While the time to discharge from hospital after surgery is normally within a week, recovery and time to healing differs between individuals. Post-surgery pain is normally tolerable, and controlled with medicine. Mobility is normally achievable on the day after surgery, while the health care team watches for signs of bleeding, infection or other problems.
- Is chemotherapy and radiotherapy needed for stomach cancer?
- Most people with stomach cancer get chemotherapy, which can be given before or after surgery. After surgery, radiation therapy may be given alongside chemotherapy. Chemotherapy can be given either through a vein (intravenous), orally or in combination.
- What nutritional precautions should I have after stomach surgery?
- Nutrition is an important part of your treatment for stomach cancer. You need the right amount of calories, protein, vitamins and minerals to maintain your strength and to heal. While the capacity of the stomach is greatly reduced or even nullified from removal after surgery, digestion of food remains normal. However, you may need to take daily supplements of vitamins and minerals, such as vitamin D, calcium and iron. You may also need vitamin B12 shots.

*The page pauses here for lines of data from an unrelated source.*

// SPDX-License-Identifier: MIT
//
// Copyright (c) 2025 Alexandre Severino
//
// Permission is hereby granted, free of charge, to any person obtaining a copy
// of this software and associated documentation files (the "Software"), to deal
// in the Software without restriction, including without limitation the rights
// to use, copy, modify, merge, publish, distribute, sublicense, and/or sell
// copies of the Software, and to permit persons to whom the Software is
// furnished to do so, subject to the following conditions:
//
// The above copyright notice and this permission notice shall be included in
// all copies or substantial portions of the Software.
//
// THE SOFTWARE IS PROVIDED "AS IS", WITHOUT WARRANTY OF ANY KIND, EXPRESS OR
// IMPLIED, INCLUDING BUT NOT LIMITED TO THE WARRANTIES OF MERCHANTABILITY,
// FITNESS FOR A PARTICULAR PURPOSE AND NONINFRINGEMENT. IN NO EVENT SHALL THE
// AUTHORS OR COPYRIGHT HOLDERS BE LIABLE FOR ANY CLAIM, DAMAGES OR OTHER
// LIABILITY, WHETHER IN AN ACTION OF CONTRACT, TORT OR OTHERWISE, ARISING FROM,
// OUT OF OR IN CONNECTION WITH THE SOFTWARE OR THE USE OR OTHER DEALINGS IN THE
// SOFTWARE.

//! Closed-set intersection predicates built on orientation signs.
//!
//! Every predicate treats triangles and segments as closed point sets, so
//! touching configurations (shared points, an endpoint on an edge, coplanar
//! contact along a boundary) count as intersecting. Zero-area triangles are
//! handled as the union of their edges. The answers are exact whenever the
//! scalar type is exact.

use crate::{
    geometry::{point::Point3, segment::Segment3, triangle::Triangle3, vector::Vector3},
    kernel::orientation::{orient2d, orient3d},
    numeric::scalar::{Scalar, Sign},
};

/// Coordinates kept when projecting along the dominant axis of `normal`.
fn projection_axes<T: Scalar>(normal: &Vector3<T>) -> (usize, usize) {
    match normal.dominant_axis() {
        0 => (1, 2),
        1 => (2, 0),
        _ => (0, 1),
    }
}

fn mixed_signs(signs: &[Sign]) -> bool {
    signs.contains(&Sign::Positive) && signs.contains(&Sign::Negative)
}

fn all_strictly_same(signs: &[Sign; 3]) -> bool {
    signs[0] != Sign::Zero && signs.iter().all(|s| *s == signs[0])
}

fn ordered<'a, T: Scalar>(a: &'a T, b: &'a T) -> (&'a T, &'a T) {
    if a <= b { (a, b) } else { (b, a) }
}

fn intervals_overlap<T: Scalar>(p: &T, q: &T, r: &T, s: &T) -> bool {
    let (lo1, hi1) = ordered(p, q);
    let (lo2, hi2) = ordered(r, s);
    lo1 <= hi2 && lo2 <= hi1
}

/// Closed point-in-triangle test in 2D. The triangle must not be degenerate.
pub fn point_in_triangle_2d<T: Scalar>(p: &[T; 2], a: &[T; 2], b: &[T; 2], c: &[T; 2]) -> bool {
    let signs = [
        orient2d(a, b, p).sign(),
        orient2d(b, c, p).sign(),
        orient2d(c, a, p).sign(),
    ];
    !mixed_signs(&signs)
}

/// Closed segment/segment test in 2D, collinear overlaps included.
pub fn segments_intersect_2d<T: Scalar>(p: &[T; 2], q: &[T; 2], r: &[T; 2], s: &[T; 2]) -> bool {
    let o1 = orient2d(p, q, r).sign();
    let o2 = orient2d(p, q, s).sign();
    let o3 = orient2d(r, s, p).sign();
    let o4 = orient2d(r, s, q).sign();

    if o1.same_strict(o2) || o3.same_strict(o4) {
        return false;
    }
    if o1.is_zero() && o2.is_zero() && o3.is_zero() && o4.is_zero() {
        // collinear: overlap on both axes
        return (0..2).all(|i| intervals_overlap(&p[i], &q[i], &r[i], &s[i]));
    }
    true
}

/// Closed segment/segment test in 3D.
pub fn segments_intersect_3d<T: Scalar>(s1: &Segment3<T>, s2: &Segment3<T>) -> bool {
    let (p, q) = (&s1.a, &s1.b);
    let (r, s) = (&s2.a, &s2.b);

    if !orient3d(p, q, r, s).sign().is_zero() {
        return false;
    }

    let pq = p.vector_to(q);
    let rs = r.vector_to(s);
    let pr = p.vector_to(r);
    let ps = p.vector_to(s);
    let rp = r.vector_to(p);

    let plane = [pq.cross(&pr), pq.cross(&ps), rs.cross(&rp)]
        .into_iter()
        .find(|n| !n.is_zero());

    if let Some(normal) = plane {
        let (i0, i1) = projection_axes(&normal);
        return segments_intersect_2d(
            &p.project(i0, i1),
            &q.project(i0, i1),
            &r.project(i0, i1),
            &s.project(i0, i1),
        );
    }

    // all four points on one line (or coincident)
    match [&pq, &rs, &pr].into_iter().find(|v| !v.is_zero()) {
        Some(direction) => {
            let axis = direction.dominant_axis();
            intervals_overlap(&p[axis], &q[axis], &r[axis], &s[axis])
        }
        None => true,
    }
}

fn coplanar_triangle_segment<T: Scalar>(t: &Triangle3<T>, seg: &Segment3<T>) -> bool {
    let (i0, i1) = projection_axes(&t.normal());
    let [a, b, c] = t.vertices().map(|v| v.project(i0, i1));
    let p = seg.a.project(i0, i1);
    let q = seg.b.project(i0, i1);

    point_in_triangle_2d(&p, &a, &b, &c)
        || point_in_triangle_2d(&q, &a, &b, &c)
        || segments_intersect_2d(&p, &q, &a, &b)
        || segments_intersect_2d(&p, &q, &b, &c)
        || segments_intersect_2d(&p, &q, &c, &a)
}

/// Does the closed triangle `t` meet the closed segment `seg`?
pub fn do_intersect_triangle_segment<T: Scalar>(t: &Triangle3<T>, seg: &Segment3<T>) -> bool {
    if t.is_degenerate() {
        return t.edges().iter().any(|e| segments_intersect_3d(e, seg));
    }

    let (a, b, c) = (&t.a, &t.b, &t.c);
    let op = orient3d(a, b, c, &seg.a).sign();
    let oq = orient3d(a, b, c, &seg.b).sign();

    if op.same_strict(oq) {
        return false;
    }
    if op.is_zero() && oq.is_zero() {
        return coplanar_triangle_segment(t, seg);
    }

    // the segment meets the supporting plane in exactly one point;
    // it lies in the triangle iff the line sees every edge from the same side
    let signs = [
        orient3d(&seg.a, &seg.b, a, b).sign(),
        orient3d(&seg.a, &seg.b, b, c).sign(),
        orient3d(&seg.a, &seg.b, c, a).sign(),
    ];
    !mixed_signs(&signs)
}

fn vertex_signs<T: Scalar>(plane: &Triangle3<T>, points: [&Point3<T>; 3]) -> [Sign; 3] {
    points.map(|p| orient3d(&plane.a, &plane.b, &plane.c, p).sign())
}

/// Do the closed triangles `t1` and `t2` share at least one point?
pub fn do_intersect_triangles<T: Scalar>(t1: &Triangle3<T>, t2: &Triangle3<T>) -> bool {
    if t1.is_degenerate() {
        return t1
            .edges()
            .iter()
            .any(|e| do_intersect_triangle_segment(t2, e));
    }
    if t2.is_degenerate() {
        return t2
            .edges()
            .iter()
            .any(|e| do_intersect_triangle_segment(t1, e));
    }

    if all_strictly_same(&vertex_signs(t1, t2.vertices()))
        || all_strictly_same(&vertex_signs(t2, t1.vertices()))
    {
        return false;
    }

    // A non-empty intersection always contains a point of some edge of one
    // triangle lying in the other one.
    t2.edges()
        .iter()
        .any(|e| do_intersect_triangle_segment(t1, e))
        || t1
            .edges()
            .iter()
            .any(|e| do_intersect_triangle_segment(t2, e))
}

#[cfg(test)]
mod tests {
    use super::*;
    use crate::numeric::exact_rational::ExactRational;

    fn p(x: f64, y: f64, z: f64) -> Point3<f64> {
        Point3::new(x, y, z)
    }

    fn tri(a: Point3<f64>, b: Point3<f64>, c: Point3<f64>) -> Triangle3<f64> {
        Triangle3::new(&a, &b, &c)
    }

    fn seg(a: Point3<f64>, b: Point3<f64>) -> Segment3<f64> {
        Segment3::new(&a, &b)
    }

    fn unit_xy() -> Triangle3<f64> {
        tri(p(0.0, 0.0, 0.0), p(1.0, 0.0, 0.0), p(0.0, 1.0, 0.0))
    }

    #[test]
    fn segment_pierces_triangle() {
        let t = unit_xy();
        assert!(do_intersect_triangle_segment(
            &t,
            &seg(p(0.2, 0.2, -1.0), p(0.2, 0.2, 1.0))
        ));
        assert!(!do_intersect_triangle_segment(
            &t,
            &seg(p(0.8, 0.8, -1.0), p(0.8, 0.8, 1.0))
        ));
    }

    #[test]
    fn segment_stops_short_of_plane() {
        let t = unit_xy();
        assert!(!do_intersect_triangle_segment(
            &t,
            &seg(p(0.2, 0.2, 0.5), p(0.2, 0.2, 1.0))
        ));
    }

    #[test]
    fn segment_endpoint_touching_counts() {
        let t = unit_xy();
        assert!(do_intersect_triangle_segment(
            &t,
            &seg(p(0.2, 0.2, 0.0), p(0.2, 0.2, 1.0))
        ));
        // touching the edge
        assert!(do_intersect_triangle_segment(
            &t,
            &seg(p(0.5, 0.0, 0.0), p(0.5, -1.0, 1.0))
        ));
    }

    #[test]
    fn coplanar_segment_cases() {
        let t = unit_xy();
        // crosses the hypotenuse
        assert!(do_intersect_triangle_segment(
            &t,
            &seg(p(0.2, 0.2, 0.0), p(2.0, 2.0, 0.0))
        ));
        // entirely inside
        assert!(do_intersect_triangle_segment(
            &t,
            &seg(p(0.1, 0.1, 0.0), p(0.2, 0.1, 0.0))
        ));
        // outside, parallel to the hypotenuse
        assert!(!do_intersect_triangle_segment(
            &t,
            &seg(p(1.0, 0.5, 0.0), p(0.5, 1.0, 0.0))
        ));
    }

    #[test]
    fn perpendicular_triangles() {
        let t1 = tri(p(-1.0, -1.0, 0.0), p(1.0, -1.0, 0.0), p(0.0, 1.0, 0.0));
        let crossing = tri(p(-1.0, 0.0, -1.0), p(1.0, 0.0, -1.0), p(0.0, 0.0, 1.0));
        let apart = tri(p(-1.0, 5.0, -1.0), p(1.0, 5.0, -1.0), p(0.0, 5.0, 1.0));
        assert!(do_intersect_triangles(&t1, &crossing));
        assert!(do_intersect_triangles(&crossing, &t1));
        assert!(!do_intersect_triangles(&t1, &apart));
    }

    #[test]
    fn coplanar_triangles() {
        let big = tri(p(0.0, 0.0, 0.0), p(4.0, 0.0, 0.0), p(0.0, 4.0, 0.0));
        let inner = tri(p(0.5, 0.5, 0.0), p(1.0, 0.5, 0.0), p(0.5, 1.0, 0.0));
        let beside = tri(p(5.0, 0.0, 0.0), p(6.0, 0.0, 0.0), p(5.0, 1.0, 0.0));
        assert!(do_intersect_triangles(&big, &inner));
        assert!(do_intersect_triangles(&inner, &big));
        assert!(!do_intersect_triangles(&big, &beside));
    }

    #[test]
    fn degenerate_triangle_is_its_edges() {
        let t = unit_xy();
        let needle = tri(p(0.2, 0.2, -1.0), p(0.2, 0.2, 0.0), p(0.2, 0.2, 1.0));
        let far_needle = tri(p(3.0, 3.0, -1.0), p(3.0, 3.0, 0.0), p(3.0, 3.0, 1.0));
        assert!(do_intersect_triangles(&t, &needle));
        assert!(!do_intersect_triangles(&far_needle, &t));
    }

    #[test]
    fn collinear_segments_3d() {
        let a = seg(p(0.0, 0.0, 0.0), p(2.0, 2.0, 2.0));
        let b = seg(p(1.0, 1.0, 1.0), p(3.0, 3.0, 3.0));
        let c = seg(p(2.5, 2.5, 2.5), p(3.0, 3.0, 3.0));
        assert!(segments_intersect_3d(&a, &b));
        assert!(!segments_intersect_3d(&a, &c));
        let point = seg(p(1.0, 1.0, 1.0), p(1.0, 1.0, 1.0));
        assert!(segments_intersect_3d(&a, &point));
    }

    #[test]
    fn skew_segments_do_not_meet() {
        let a = seg(p(0.0, 0.0, 0.0), p(1.0, 0.0, 0.0));
        let b = seg(p(0.5, -1.0, 1.0), p(0.5, 1.0, 1.0));
        assert!(!segments_intersect_3d(&a, &b));
        let c = seg(p(0.5, -1.0, 0.0), p(0.5, 1.0, 0.0));
        assert!(segments_intersect_3d(&a, &c));
    }

    #[test]
    fn exact_touching_at_non_binary_coordinate() {
        // the segment endpoint sits exactly on the triangle at z = 1/3
        let r = |n: i64, d: i64| ExactRational::from_ratio(n, d);
        let t = Triangle3::new(
            &Point3::new(r(0, 1), r(0, 1), r(1, 3)),
            &Point3::new(r(1, 1), r(0, 1), r(1, 3)),
            &Point3::new(r(0, 1), r(1, 1), r(1, 3)),
        );
        let touching = Segment3::new(
            &Point3::new(r(1, 5), r(1, 5), r(1, 3)),
            &Point3::new(r(1, 5), r(1, 5), r(1, 1)),
        );
        let above = Segment3::new(
            &Point3::new(r(1, 5), r(1, 5), r(1, 3) + r(1, 1_000_000_000)),
            &Point3::new(r(1, 5), r(1, 5), r(1, 1)),
        );
        assert!(do_intersect_triangle_segment(&t, &touching));
        assert!(!do_intersect_triangle_segment(&t, &above));
    }
}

Some people have problems eating and drinking after stomach surgery. Liquids may pass into the small intestine too fast, which causes dumping syndrome. The symptoms are cramps, nausea, bloating, diarrhea and dizziness. To prevent these symptoms, it may help to make the following changes:
- Plan to have smaller, more frequent meals
- Drink liquids before or after meals
- Cut down on very sweet foods and drinks (such as cookies, candy, soda and juices)
- What follow-up care should I expect after stomach cancer surgery?
You will require regular checkups after treatment for stomach cancer. Checkups help ensure that any changes in your health are noted and treated if needed. If you have any health problems between checkups, you should contact the Clinic. Checkups may include a physical exam, blood tests, x-rays, CT scans, endoscopy or other tests.